First, I hoped to check in with Christian Fong, the brain drain-plugging guru and rising conservative star from Cedar Rapids who is being mentioned as a potential Republican candidate for governor. With all these western Iowans running, I was wondering if Eastern Iowa might have a horse in the race.
I also tried to confirm rumors that Cedar Rapids City Council member Brian Fagan will jump into the mayor’s race any minute now. I was wondering when we might get a second candidate, or whether Ron Corbett should go ahead and order bubbly.
“I don’t have an announcement today,” Fagan said. “I’m committed to building a great Cedar Rapids. There’s no speculation there.”
Fong is showing up on long lists of potential GOP candidates. “I’m flattered to be on the list,” Fong said. “I’m not ready to make any comments on my plans.”
Not everyone’s convinced he’s ready to be governor.
“Fong serves on the Generation Iowa Commission, and while that’s all fine and dandy, he has no business being on a list of potential gubernatorial candidates as of this moment,” blogger Krusty Konservative wrote.
Sure, Fong is young. He’d be 33 on Election Day. Iowa’s youngest governor, Terry Branstad, was 37 when he won in 1982. He also had three terms in the Iowa House and was a sitting lieutenant governor.
But Fong has an eye-catching resume. He graduated at 16 from a small-town high school in western Iowa before going on to earn an MBA at Dartmouth. He’s marketing director for capital markets at AEGON USA and leads Corridor Recovery, a web-based tool coordinating recovery info and efforts. He’s chairman of the Generation Iowa Commission, which is looking for ways for keeping educated young people from bolting for the coasts.

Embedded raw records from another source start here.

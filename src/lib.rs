//! MISP IOC retrieval and normalization service
//!
//! Queries a MISP instance for recent indicators of compromise, projects the
//! loosely-typed attribute records onto a stable output schema, and exposes
//! the result through a small HTTP tool surface.

pub mod client;
pub mod config;
pub mod error;
pub mod export;
pub mod filter;
pub mod handlers;
pub mod models;
pub mod summary;
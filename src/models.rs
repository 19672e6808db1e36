//! Data models for normalized IOCs and tool responses

use serde::{Deserialize, Serialize};
use serde_json::Value;
use std::collections::HashMap;

/// A MISP attribute projected onto the stable output schema.
///
/// `tags` and `event` are always plain strings after normalization, whatever
/// shape the platform returned them in; downstream consumers rely on this.
#[derive(Debug, Clone, PartialEq, Serialize, Deserialize)]
pub struct NormalizedIoc {
    /// Indicator content; records without one are discarded upstream
    pub value: String,
    /// Indicator category (ip-dst, domain, url, ...)
    #[serde(rename = "type", default = "unknown_type")]
    pub ioc_type: String,
    #[serde(default, skip_serializing_if = "Option::is_none")]
    pub timestamp: Option<Value>,
    #[serde(default, skip_serializing_if = "Option::is_none")]
    pub category: Option<Value>,
    #[serde(default, skip_serializing_if = "Option::is_none")]
    pub comment: Option<Value>,
    /// Pipe-joined tag names; empty when the attribute carried no tags
    #[serde(default, skip_serializing_if = "String::is_empty")]
    pub tags: String,
    /// Owning event's info line; empty when absent
    #[serde(default, skip_serializing_if = "String::is_empty")]
    pub event: String,
}

fn unknown_type() -> String {
    "unknown".to_string()
}

/// Summary statistics over a normalized IOC sequence
#[derive(Debug, Clone, Serialize, Deserialize)]
pub struct IocSummary {
    pub total_count: usize,
    pub type_counts: HashMap<String, usize>,
    #[serde(default, skip_serializing_if = "Vec::is_empty")]
    pub sample_iocs: Vec<SampleIoc>,
    pub message: String,
}

/// Bounded sample entry carrying type, value and owning event only
#[derive(Debug, Clone, PartialEq, Serialize, Deserialize)]
pub struct SampleIoc {
    #[serde(rename = "type")]
    pub ioc_type: String,
    pub value: String,
    #[serde(default)]
    pub event: String,
}

/// Outcome of a file export; failures are captured here, never raised
#[derive(Debug, Clone, Serialize, Deserialize)]
pub struct SaveReport {
    pub status: String,
    pub message: String,
    #[serde(skip_serializing_if = "Option::is_none")]
    pub filename: Option<String>,
    #[serde(skip_serializing_if = "Option::is_none")]
    pub count: Option<usize>,
}

impl SaveReport {
    pub fn error(message: impl Into<String>) -> Self {
        Self {
            status: "error".to_string(),
            message: message.into(),
            filename: None,
            count: None,
        }
    }
}

/// Result of the configuration-only connection check
#[derive(Debug, Clone, Serialize, Deserialize)]
pub struct ConnectionStatus {
    pub status: String,
    pub message: String,
    #[serde(skip_serializing_if = "Option::is_none")]
    pub misp_url: Option<String>,
    #[serde(skip_serializing_if = "Option::is_none")]
    pub api_key_configured: Option<bool>,
}

impl ConnectionStatus {
    pub fn error(message: impl Into<String>) -> Self {
        Self {
            status: "error".to_string(),
            message: message.into(),
            misp_url: None,
            api_key_configured: None,
        }
    }
}

/// Static descriptive document served by the informational endpoint
#[derive(Debug, Clone, Serialize)]
pub struct ServerInfo {
    pub name: &'static str,
    pub description: &'static str,
    pub version: &'static str,
    pub available_tools: Vec<&'static str>,
}
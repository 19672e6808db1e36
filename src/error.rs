//! Error types for the MISP IOC service

use axum::{
    http::StatusCode,
    response::{IntoResponse, Json},
};
use serde_json::json;
use thiserror::Error;

pub type Result<T> = std::result::Result<T, IocError>;

#[derive(Error, Debug)]
pub enum IocError {
    #[error("Configuration error: {0}")]
    Config(String),

    #[error("Failed to retrieve IOCs: {0}")]
    Retrieval(String),

    #[error("HTTP error: {0}")]
    Http(#[from] reqwest::Error),

    #[error("JSON error: {0}")]
    Json(#[from] serde_json::Error),

    #[error("IO error: {0}")]
    Io(#[from] std::io::Error),
}

impl IocError {
    pub fn status_code(&self) -> StatusCode {
        match self {
            IocError::Config(_) => StatusCode::INTERNAL_SERVER_ERROR,
            IocError::Retrieval(_) => StatusCode::BAD_GATEWAY,
            IocError::Http(_) => StatusCode::BAD_GATEWAY,
            IocError::Json(_) => StatusCode::INTERNAL_SERVER_ERROR,
            IocError::Io(_) => StatusCode::INTERNAL_SERVER_ERROR,
        }
    }
}

impl IntoResponse for IocError {
    fn into_response(self) -> axum::response::Response {
        let status = self.status_code();
        let message = self.to_string();

        tracing::error!("Request failed: {}", message);

        let body = Json(json!({
            "error": message,
            "status": status.as_u16()
        }));

        (status, body).into_response()
    }
}
//! Typed, bounds-checked view over the slot array of a mapped segment

use crate::cell::{LockOutcome, PaddedCell, ShmSafe, SlotGuard};
use crate::error::{ShmError, ShmResult};
use crate::header::SegmentLayout;

/// Indexed access to the cells that follow a segment header.
///
/// The cell array is located once, at attach time; every access checks the
/// index against the capacity before touching memory. Views are cheap to
/// copy and borrow the mapping they were created from.
pub struct SlotView<'a, T> {
    cells: &'a [PaddedCell<T>],
}

impl<T> Clone for SlotView<'_, T> {
    fn clone(&self) -> Self {
        *self
    }
}

impl<T> Copy for SlotView<'_, T> {}

impl<'a, T: ShmSafe> SlotView<'a, T> {
    /// Locate the cell array of a segment mapped at `base`.
    ///
    /// # Safety
    ///
    /// `base` must be the start of a mapping, valid for `'a`, that holds a
    /// [`SegmentHeader`](crate::header::SegmentHeader) followed by `capacity`
    /// initialized `PaddedCell<T>` values.
    pub unsafe fn attach(base: *const u8, capacity: usize) -> Self {
        let first = unsafe { base.add(SegmentLayout::HEADER_SIZE) } as *const PaddedCell<T>;
        let cells = unsafe { std::slice::from_raw_parts(first, capacity) };
        Self { cells }
    }

    /// Number of slots.
    #[inline]
    pub fn capacity(&self) -> usize {
        self.cells.len()
    }

    /// Same as [`capacity`](Self::capacity).
    #[inline]
    pub fn len(&self) -> usize {
        self.cells.len()
    }

    /// Always false for a view obtained from a store.
    #[inline]
    pub fn is_empty(&self) -> bool {
        self.cells.is_empty()
    }

    /// Raw cell at `index`.
    #[inline]
    pub fn cell(&self, index: usize) -> ShmResult<&'a PaddedCell<T>> {
        self.cells.get(index).ok_or(ShmError::IndexOutOfRange {
            index,
            capacity: self.cells.len(),
        })
    }

    /// Lock slot `index` and return a guard.
    #[inline]
    pub fn lock(&self, index: usize) -> ShmResult<SlotGuard<'a, T>> {
        Ok(self.cell(index)?.lock())
    }

    /// Run `f` on slot `index` under its lock.
    ///
    /// A forced acquisition is not reported to `f`; use
    /// [`access_checked`](Self::access_checked) when it matters.
    pub fn access<R>(&self, index: usize, f: impl FnOnce(&mut T) -> R) -> ShmResult<R> {
        let mut guard = self.lock(index)?;
        Ok(f(&mut *guard))
    }

    /// Run `f` on slot `index` under its lock, telling it how the lock was
    /// obtained.
    pub fn access_checked<R>(
        &self,
        index: usize,
        f: impl FnOnce(&mut T, LockOutcome) -> R,
    ) -> ShmResult<R> {
        let mut guard = self.lock(index)?;
        let outcome = guard.outcome();
        Ok(f(&mut *guard, outcome))
    }
}

#[cfg(test)]
mod tests {
    use super::*;

    /// Stand-in for a mapped segment: header bytes then four cells.
    #[repr(C, align(64))]
    struct FakeSegment {
        _header: [u8; SegmentLayout::HEADER_SIZE],
        cells: [PaddedCell<u64>; 4],
    }

    fn fake_segment() -> Box<FakeSegment> {
        Box::new(FakeSegment {
            _header: [0; SegmentLayout::HEADER_SIZE],
            cells: [
                PaddedCell::new(10),
                PaddedCell::new(11),
                PaddedCell::new(12),
                PaddedCell::new(13),
            ],
        })
    }

    #[test]
    fn test_attach_locates_cells() {
        let segment = fake_segment();
        let view: SlotView<'_, u64> =
            unsafe { SlotView::attach(&*segment as *const FakeSegment as *const u8, 4) };

        assert_eq!(view.capacity(), 4);
        assert!(!view.is_empty());
        for i in 0..4 {
            assert_eq!(view.access(i, |v| *v).unwrap(), 10 + i as u64);
            assert!(std::ptr::eq(view.cell(i).unwrap(), &segment.cells[i]));
        }
    }

    #[test]
    fn test_out_of_range_is_reported() {
        let segment = fake_segment();
        let view: SlotView<'_, u64> =
            unsafe { SlotView::attach(&*segment as *const FakeSegment as *const u8, 4) };

        assert!(matches!(
            view.access(4, |v| *v += 1),
            Err(ShmError::IndexOutOfRange {
                index: 4,
                capacity: 4
            })
        ));
        assert!(view.lock(usize::MAX).is_err());
    }

    #[test]
    fn test_access_checked_reports_outcome() {
        let segment = fake_segment();
        let view: SlotView<'_, u64> =
            unsafe { SlotView::attach(&*segment as *const FakeSegment as *const u8, 4) };

        let outcome = view
            .access_checked(1, |v, outcome| {
                *v += 1;
                outcome
            })
            .unwrap();
        assert_eq!(outcome, LockOutcome::Acquired);

        let _held = view.lock(2).unwrap();
        let forced = view.access_checked(2, |_, outcome| outcome).unwrap();
        assert!(forced.is_forced());
        // neighbours are unaffected
        assert_eq!(view.access(1, |v| *v).unwrap(), 12);
        assert!(!segment.cells[3].is_locked());
    }

    #[test]
    fn test_release_after_callback() {
        let segment = fake_segment();
        let view: SlotView<'_, u64> =
            unsafe { SlotView::attach(&*segment as *const FakeSegment as *const u8, 4) };

        view.access(0, |v| *v = 99).unwrap();
        assert!(!segment.cells[0].is_locked());

        let result = std::panic::catch_unwind(std::panic::AssertUnwindSafe(|| {
            let _ = view.access(0, |_| panic!("callback failed"));
        }));
        assert!(result.is_err());
        assert!(!segment.cells[0].is_locked());
    }
}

Fong has given speeches across Iowa and is a regular at the Statehouse. He tweets, blogs and has written solid analysis pieces on several big issues. He’s married to a former schoolteacher, has three young kids, is a deacon at his church and competes in triathlons.

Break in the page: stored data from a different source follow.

//! # Shared Slot Store
//!
//! Named, fixed-capacity arrays of plain-data records placed in POSIX shared
//! memory, which several unrelated processes open by name and access
//! concurrently. Every slot carries its own cache-line padded busy flag.
//!
//! ## Features
//!
//! - **Attach-or-create**: the first opener creates and initializes the
//!   segment, every later or concurrent opener joins it. No coordinator.
//! - **Per-slot locking**: bounded spin with exponential backoff; a lock held
//!   past the spin budget is bypassed and the access reported as forced.
//! - **Huge pages**: segments are sized in 2 MiB units and mapped with
//!   `MAP_HUGETLB` when the kernel allows it, ordinary pages otherwise.
//! - **Crash recovery**: a segment whose creator died before publishing is
//!   detected after a bounded wait, removed, and recreated.
//!
//! ## Segment layout
//!
//! ```text
//! offset 0          64                64 + S          64 + N*S
//! ┌─────────────────┬─────────────────┬─────┬─────────────────┬──────────┐
//! │ Header          │ PaddedCell<T>   │ ... │ PaddedCell<T>   │ padding  │
//! │ magic, N, size  │ busy | value    │     │ busy | value    │ to 2 MiB │
//! └─────────────────┴─────────────────┴─────┴─────────────────┴──────────┘
//! ```
//!
//! ## Usage
//!
//! ```rust,no_run
//! use shmslot::{Role, SharedStore, ShmResult};
//!
//! # fn main() -> ShmResult<()> {
//! let (store, role) = SharedStore::<u64>::open("counters", 1024)?;
//! if role == Role::Created {
//!     println!("initialized {} slots", store.capacity());
//! }
//!
//! let view = store.view();
//! view.access_checked(7, |count, outcome| {
//!     if outcome.is_forced() {
//!         eprintln!("slot 7 lock was stale, value may be torn");
//!     }
//!     *count += 1;
//! })?;
//! # Ok(())
//! # }
//! ```
//!
//! Records must implement [`ShmSafe`]; see its safety contract.
//!
//! ## Lifetime
//!
//! Segments persist after every process detaches. Dropping a
//! [`SharedStore`] only unmaps; removal is explicit through
//! [`SharedStore::unlink`].

#![deny(missing_docs)]
#![warn(clippy::all)]

pub mod cell;
pub mod discovery;
pub mod error;
pub mod header;
pub mod manager;
pub mod platform;
pub mod view;

pub use cell::{LockOutcome, PaddedCell, ShmSafe, SlotGuard};
pub use discovery::{SegmentDiscovery, SegmentInfo, SegmentState, inspect};
pub use error::{ShmError, ShmResult};
pub use header::{HeaderSnapshot, SegmentHeader, SegmentLayout};
pub use manager::{Role, SharedStore};
pub use shmslot_common::config::StoreOptions;
pub use view::SlotView;
//! # shmslot_ctl
//!
//! Operator tool for shared slot segments: list what exists under the shared
//! memory mount, read a segment's header, or remove a segment's name.
//!
//! # Usage
//!
//! ```bash
//! # Published segments under /dev/shm
//! shmslot_ctl list
//!
//! # Include half-built and foreign objects, as JSON
//! shmslot_ctl --json list --all
//!
//! # Header of one segment
//! shmslot_ctl inspect students
//!
//! # Remove a segment (attached processes keep their mappings)
//! shmslot_ctl -v unlink students
//! ```

#![deny(warnings)]

use clap::{Parser, Subcommand};
use serde::Deserialize;
use shmslot::{SegmentDiscovery, SegmentInfo, SharedStore};
use shmslot_common::config::{ConfigError, ConfigLoader, SharedConfig};
use shmslot_common::consts::SHM_ROOT;
use std::path::{Path, PathBuf};
use tracing::{Level, debug, error, info};
use tracing_subscriber::EnvFilter;

/// Shared slot segment control
#[derive(Parser, Debug)]
#[command(name = "shmslot_ctl")]
#[command(version)]
#[command(about = "List, inspect and remove named shared slot segments")]
#[command(long_about = None)]
struct Args {
    /// Optional TOML configuration file
    #[arg(short, long, value_name = "FILE")]
    config: Option<PathBuf>,

    /// Enable verbose logging
    #[arg(short, long)]
    verbose: bool,

    /// Print results (and logs) as JSON
    #[arg(long)]
    json: bool,

    #[command(subcommand)]
    command: Command,
}

#[derive(Subcommand, Debug)]
enum Command {
    /// List segments under the shared memory mount
    List {
        /// Directory to scan instead of the configured root
        #[arg(long, value_name = "DIR")]
        root: Option<PathBuf>,

        /// Also show objects without a published header
        #[arg(short, long)]
        all: bool,
    },
    /// Show the header of one segment
    Inspect {
        /// Segment name, with or without the leading slash
        name: String,
    },
    /// Remove a segment's name
    Unlink {
        /// Segment name, with or without the leading slash
        name: String,
    },
}

/// Contents of the `--config` file.
///
/// ```toml
/// shm_root = "/dev/shm"
///
/// [shared]
/// log_level = "debug"
/// service_name = "shmslot-ctl"
/// ```
#[derive(Debug, Default, Deserialize)]
#[serde(default)]
struct CtlConfig {
    shared: Option<SharedConfig>,
    shm_root: Option<PathBuf>,
}

impl CtlConfig {
    fn root(&self) -> &Path {
        self.shm_root.as_deref().unwrap_or(Path::new(SHM_ROOT))
    }

    fn log_level(&self) -> Level {
        self.shared
            .as_ref()
            .and_then(|s| s.log_level.as_directive().parse().ok())
            .unwrap_or(Level::INFO)
    }
}

fn main() {
    if let Err(e) = run() {
        error!("shmslot_ctl failed: {}", e);
        std::process::exit(1);
    }
}

fn run() -> Result<(), Box<dyn std::error::Error>> {
    let args = Args::parse();

    // logging comes up before the config is trusted, so load errors are reported
    let loaded = load_config(args.config.as_deref());
    let fallback = CtlConfig::default();
    setup_tracing(&args, loaded.as_ref().unwrap_or(&fallback));
    let config = loaded?;
    debug!("Configuration: {:?}", config);

    match &args.command {
        Command::List { root, all } => {
            let root = root.as_deref().unwrap_or(config.root());
            let discovery = SegmentDiscovery::with_root(root);
            let segments = if *all {
                discovery.list_segments()?
            } else {
                discovery.list_ready()?
            };
            debug!("Found {} objects under {}", segments.len(), root.display());
            print_segments(&segments, args.json)?;
        }
        Command::Inspect { name } => {
            let info = if config.root() == Path::new(SHM_ROOT) {
                shmslot::inspect(name)?
            } else {
                SegmentDiscovery::with_root(config.root()).find_segment(name)?
            };
            match info {
                Some(info) => print_segments(std::slice::from_ref(&info), args.json)?,
                None => return Err(format!("segment {name} not found").into()),
            }
        }
        Command::Unlink { name } => {
            if SharedStore::<u8>::unlink(name)? {
                info!("Removed {}", name);
            } else {
                info!("{} did not exist", name);
            }
        }
    }

    Ok(())
}

fn load_config(path: Option<&Path>) -> Result<CtlConfig, ConfigError> {
    let Some(path) = path else {
        return Ok(CtlConfig::default());
    };
    let config = CtlConfig::load(path)?;
    if let Some(shared) = &config.shared {
        shared.validate()?;
    }
    Ok(config)
}

fn print_segments(segments: &[SegmentInfo], json: bool) -> Result<(), serde_json::Error> {
    if json {
        println!("{}", serde_json::to_string_pretty(segments)?);
        return Ok(());
    }

    for line in render_table(segments) {
        println!("{line}");
    }
    Ok(())
}

fn render_table(segments: &[SegmentInfo]) -> Vec<String> {
    let mut lines = vec![format!(
        "{:<32} {:<10} {:>12} {:>10} {:>10}",
        "NAME", "STATE", "BYTES", "SLOTS", "ELEM"
    )];
    for s in segments {
        let state = serde_json::to_value(s.state)
            .ok()
            .and_then(|v| v.as_str().map(str::to_string))
            .unwrap_or_default();
        lines.push(format!(
            "{:<32} {:<10} {:>12} {:>10} {:>10}",
            s.name, state, s.file_size, s.element_count, s.element_size
        ));
    }
    lines
}

fn setup_tracing(args: &Args, config: &CtlConfig) {
    let level = if args.verbose {
        Level::DEBUG
    } else {
        config.log_level()
    };

    let filter = EnvFilter::from_default_env().add_directive(level.into());

    if args.json {
        tracing_subscriber::fmt()
            .with_env_filter(filter)
            .with_writer(std::io::stderr)
            .json()
            .init();
    } else {
        tracing_subscriber::fmt()
            .with_env_filter(filter)
            .with_writer(std::io::stderr)
            .init();
    }
}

Maybe it is too soon. But he might make a fine running mate for a nominee looking for a young outsider.
Fagan, 37, once didn’t seem comfortable with the idea of running for mayor. But recently, he sounds more and more like a candidate. He’s bright and well-versed on issues. Council experience could be a liability, but it also provides valuable insights.
Corbett and Fagan likely will differ on several big issues, giving voters a real choice. And that’s really what matters.